## YOUR OBJECTIVE
Exactness is required throughout. Return every record once more.

## SOURCE DATA
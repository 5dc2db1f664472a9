//! The `upstream` wire format: a small self-describing JSON envelope listing
//! server and skill candidates, using tagged enums and `#[serde(default)]`
//! throughout so older payloads without newer optional fields still parse.

use serde::{Deserialize, Serialize};
use serde_json::Value;
use warden_core::error::{Error, Result};
use warden_core::model::{EnvVar, Icon, IconTheme, Package, Remote, Repository, Transport};

/// Raw candidate for an MCP server entry, as it appears in an `upstream` payload.
#[derive(Debug, Clone, Serialize, Deserialize)]
pub struct ServerCandidate {
    pub name: String,
    pub version: String,
    #[serde(default)]
    pub description: String,
    #[serde(default)]
    pub title: String,
    #[serde(default)]
    pub tags: Vec<String>,
    #[serde(default)]
    pub website_url: Option<String>,
    #[serde(default)]
    pub repository: Option<Repository>,
    #[serde(default)]
    pub server_meta: Option<Value>,
    #[serde(default)]
    pub packages: Vec<PackageCandidate>,
    #[serde(default)]
    pub remotes: Vec<RemoteCandidate>,
    #[serde(default)]
    pub icons: Vec<IconCandidate>,
}

/// Raw candidate for a skill entry.
#[derive(Debug, Clone, Serialize, Deserialize)]
pub struct SkillCandidate {
    pub name: String,
    pub version: String,
    #[serde(default)]
    pub description: String,
    #[serde(default)]
    pub title: String,
    #[serde(default)]
    pub tags: Vec<String>,
    pub namespace: String,
    #[serde(default)]
    pub status: Option<String>,
    #[serde(default)]
    pub allowed_tools: Option<Vec<String>>,
    #[serde(default)]
    pub repository: Option<Value>,
    #[serde(default)]
    pub icons_meta: Option<Value>,
    #[serde(default)]
    pub metadata: Option<Value>,
    #[serde(default)]
    pub extension_meta: Option<Value>,
    #[serde(default)]
    pub license: Option<String>,
    #[serde(default)]
    pub compatibility: Option<String>,
    #[serde(default)]
    pub icons: Vec<IconCandidate>,
}

#[derive(Debug, Clone, Serialize, Deserialize, Default)]
pub struct PackageCandidate {
    pub registry_type: String,
    #[serde(default)]
    pub registry_base_url: Option<String>,
    pub identifier: String,
    #[serde(default)]
    pub version: Option<String>,
    #[serde(default)]
    pub sha256: Option<String>,
    #[serde(default)]
    pub runtime_hint: Option<String>,
    #[serde(default)]
    pub runtime_args: Vec<String>,
    #[serde(default)]
    pub package_args: Vec<String>,
    #[serde(default)]
    pub env_vars: Vec<EnvVar>,
    #[serde(default)]
    pub transport: Transport,
}

#[derive(Debug, Clone, Serialize, Deserialize, Default)]
pub struct RemoteCandidate {
    #[serde(default)]
    pub transport: Transport,
}

#[derive(Debug, Clone, Serialize, Deserialize, Default)]
pub struct IconCandidate {
    pub source_uri: String,
    #[serde(default)]
    pub mime_type: Option<String>,
    #[serde(default)]
    pub theme: IconTheme,
}

/// The parsed, still-unfiltered contents of an upstream payload.
#[derive(Debug, Clone, Serialize, Deserialize, Default)]
pub struct SyncPayload {
    #[serde(default)]
    pub servers: Vec<ServerCandidate>,
    #[serde(default)]
    pub skills: Vec<SkillCandidate>,
}

impl SyncPayload {
    pub fn len(&self) -> usize {
        self.servers.len() + self.skills.len()
    }

    pub fn is_empty(&self) -> bool {
        self.len() == 0
    }
}

/// Parses upstream payloads. `"upstream"` is the only recognized format
/// today; unknown formats fail with [`Error::ParseError`].
pub struct Validator;

impl Validator {
    pub fn validate(bytes: &[u8], format: &str) -> Result<SyncPayload> {
        if format != "upstream" {
            return Err(Error::ParseError(format!("unrecognized payload format {format:?}")));
        }
        serde_json::from_slice(bytes).map_err(|e| Error::ParseError(format!("invalid upstream payload: {e}")))
    }
}

pub(crate) fn package_from_candidate(entry_id: uuid::Uuid, c: PackageCandidate) -> Package {
    Package {
        id: uuid::Uuid::new_v4(),
        entry_id,
        registry_type: c.registry_type,
        registry_base_url: c.registry_base_url,
        identifier: c.identifier,
        version: c.version,
        sha256: c.sha256,
        runtime_hint: c.runtime_hint,
        runtime_args: c.runtime_args,
        package_args: c.package_args,
        env_vars: c.env_vars,
        transport: c.transport,
    }
}

pub(crate) fn remote_from_candidate(entry_id: uuid::Uuid, c: RemoteCandidate) -> Remote {
    Remote {
        id: uuid::Uuid::new_v4(),
        entry_id,
        transport: c.transport,
    }
}

pub(crate) fn icon_from_candidate(entry_id: uuid::Uuid, c: IconCandidate) -> Icon {
    Icon {
        id: uuid::Uuid::new_v4(),
        entry_id,
        source_uri: c.source_uri,
        mime_type: c.mime_type,
        theme: c.theme,
    }
}

#[cfg(test)]
mod tests {
    use super::*;

    #[test]
    fn rejects_unknown_format() {
        let err = Validator::validate(b"{}", "yaml").unwrap_err();
        assert!(matches!(err, Error::ParseError(_)));
    }

    #[test]
    fn parses_minimal_server() {
        let payload = Validator::validate(
            br#"{"servers":[{"name":"s","version":"1.0.0"}]}"#,
            "upstream",
        )
        .unwrap();
        assert_eq!(payload.servers.len(), 1);
        assert_eq!(payload.servers[0].description, "");
    }

    #[test]
    fn parses_skill_with_namespace() {
        let payload = Validator::validate(
            br#"{"skills":[{"name":"k","version":"1.0.0","namespace":"ns"}]}"#,
            "upstream",
        )
        .unwrap();
        assert_eq!(payload.skills[0].namespace, "ns");
    }

    #[test]
    fn malformed_json_is_parse_error() {
        let err = Validator::validate(b"not json", "upstream").unwrap_err();
        assert!(matches!(err, Error::ParseError(_)));
    }
}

## RESULT
repository 5dc2db1f664472a9
//! The `upstream` wire format: a small self-describing JSON envelope listing
//! server and skill candidates, using tagged enums and `#[serde(default)]`
//! throughout so older payloads without newer optional fields still parse.

use serde::{Deserialize, Serialize};
use serde_json::Value;
use warden_core::error::{Error, Result};
use warden_core::model::{EnvVar, Icon, IconTheme, Package, Remote, Repository, Transport};

/// Raw candidate for an MCP server entry, as it appears in an `upstream` payload.
#[derive(Debug, Clone, Serialize, Deserialize)]
pub struct ServerCandidate {
    pub name: String,
    pub version: String,
    #[serde(default)]
    pub description: String,
    #[serde(default)]
    pub title: String,
    #[serde(default)]
    pub tags: Vec<String>,
    #[serde(default)]
    pub website_url: Option<String>,
    #[serde(default)]
    pub repository: Option<Repository>,
    #[serde(default)]
    pub server_meta: Option<Value>,
    #[serde(default)]
    pub packages: Vec<PackageCandidate>,
    #[serde(default)]
    pub remotes: Vec<RemoteCandidate>,
    #[serde(default)]
    pub icons: Vec<IconCandidate>,
}

/// Raw candidate for a skill entry.
#[derive(Debug, Clone, Serialize, Deserialize)]
pub struct SkillCandidate {
    pub name: String,
    pub version: String,
    #[serde(default)]
    pub description: String,
    #[serde(default)]
    pub title: String,
    #[serde(default)]
    pub tags: Vec<String>,
    pub namespace: String,
    #[serde(default)]
    pub status: Option<String>,
    #[serde(default)]
    pub allowed_tools: Option<Vec<String>>,
    #[serde(default)]
    pub repository: Option<Value>,
    #[serde(default)]
    pub icons_meta: Option<Value>,
    #[serde(default)]
    pub metadata: Option<Value>,
    #[serde(default)]
    pub extension_meta: Option<Value>,
    #[serde(default)]
    pub license: Option<String>,
    #[serde(default)]
    pub compatibility: Option<String>,
    #[serde(default)]
    pub icons: Vec<IconCandidate>,
}

#[derive(Debug, Clone, Serialize, Deserialize, Default)]
pub struct PackageCandidate {
    pub registry_type: String,
    #[serde(default)]
    pub registry_base_url: Option<String>,
    pub identifier: String,
    #[serde(default)]
    pub version: Option<String>,
    #[serde(default)]
    pub sha256: Option<String>,
    #[serde(default)]
    pub runtime_hint: Option<String>,
    #[serde(default)]
    pub runtime_args: Vec<String>,
    #[serde(default)]
    pub package_args: Vec<String>,
    #[serde(default)]
    pub env_vars: Vec<EnvVar>,
    #[serde(default)]
    pub transport: Transport,
}

#[derive(Debug, Clone, Serialize, Deserialize, Default)]
pub struct RemoteCandidate {
    #[serde(default)]
    pub transport: Transport,
}

#[derive(Debug, Clone, Serialize, Deserialize, Default)]
pub struct IconCandidate {
    pub source_uri: String,
    #[serde(default)]
    pub mime_type: Option<String>,
    #[serde(default)]
    pub theme: IconTheme,
}

/// The parsed, still-unfiltered contents of an upstream payload.
#[derive(Debug, Clone, Serialize, Deserialize, Default)]
pub struct SyncPayload {
    #[serde(default)]
    pub servers: Vec<ServerCandidate>,
    #[serde(default)]
    pub skills: Vec<SkillCandidate>,
}

impl SyncPayload {
    pub fn len(&self) -> usize {
        self.servers.len() + self.skills.len()
    }

    pub fn is_empty(&self) -> bool {
        self.len() == 0
    }
}

/// Parses upstream payloads. `"upstream"` is the only recognized format
/// today; unknown formats fail with [`Error::ParseError`].
pub struct Validator;

impl Validator {
    pub fn validate(bytes: &[u8], format: &str) -> Result<SyncPayload> {
        if format != "upstream" {
            return Err(Error::ParseError(format!("unrecognized payload format {format:?}")));
        }
        serde_json::from_slice(bytes).map_err(|e| Error::ParseError(format!("invalid upstream payload: {e}")))
    }
}

pub(crate) fn package_from_candidate(entry_id: uuid::Uuid, c: PackageCandidate) -> Package {
    Package {
        id: uuid::Uuid::new_v4(),
        entry_id,
        registry_type: c.registry_type,
        registry_base_url: c.registry_base_url,
        identifier: c.identifier,
        version: c.version,
        sha256: c.sha256,
        runtime_hint: c.runtime_hint,
        runtime_args: c.runtime_args,
        package_args: c.package_args,
        env_vars: c.env_vars,
        transport: c.transport,
    }
}

pub(crate) fn remote_from_candidate(entry_id: uuid::Uuid, c: RemoteCandidate) -> Remote {
    Remote {
        id: uuid::Uuid::new_v4(),
        entry_id,
        transport: c.transport,
    }
}

pub(crate) fn icon_from_candidate(entry_id: uuid::Uuid, c: IconCandidate) -> Icon {
    Icon {
        id: uuid::Uuid::new_v4(),
        entry_id,
        source_uri: c.source_uri,
        mime_type: c.mime_type,
        theme: c.theme,
    }
}

#[cfg(test)]
mod tests {
    use super::*;

    #[test]
    fn rejects_unknown_format() {
        let err = Validator::validate(b"{}", "yaml").unwrap_err();
        assert!(matches!(err, Error::ParseError(_)));
    }

    #[test]
    fn parses_minimal_server() {
        let payload = Validator::validate(
            br#"{"servers":[{"name":"s","version":"1.0.0"}]}"#,
            "upstream",
        )
        .unwrap();
        assert_eq!(payload.servers.len(), 1);
        assert_eq!(payload.servers[0].description, "");
    }

    #[test]
    fn parses_skill_with_namespace() {
        let payload = Validator::validate(
            br#"{"skills":[{"name":"k","version":"1.0.0","namespace":"ns"}]}"#,
            "upstream",
        )
        .unwrap();
        assert_eq!(payload.skills[0].namespace, "ns");
    }

    #[test]
    fn malformed_json_is_parse_error() {
        let err = Validator::validate(b"not json", "upstream").unwrap_err();
        assert!(matches!(err, Error::ParseError(_)));
    }
}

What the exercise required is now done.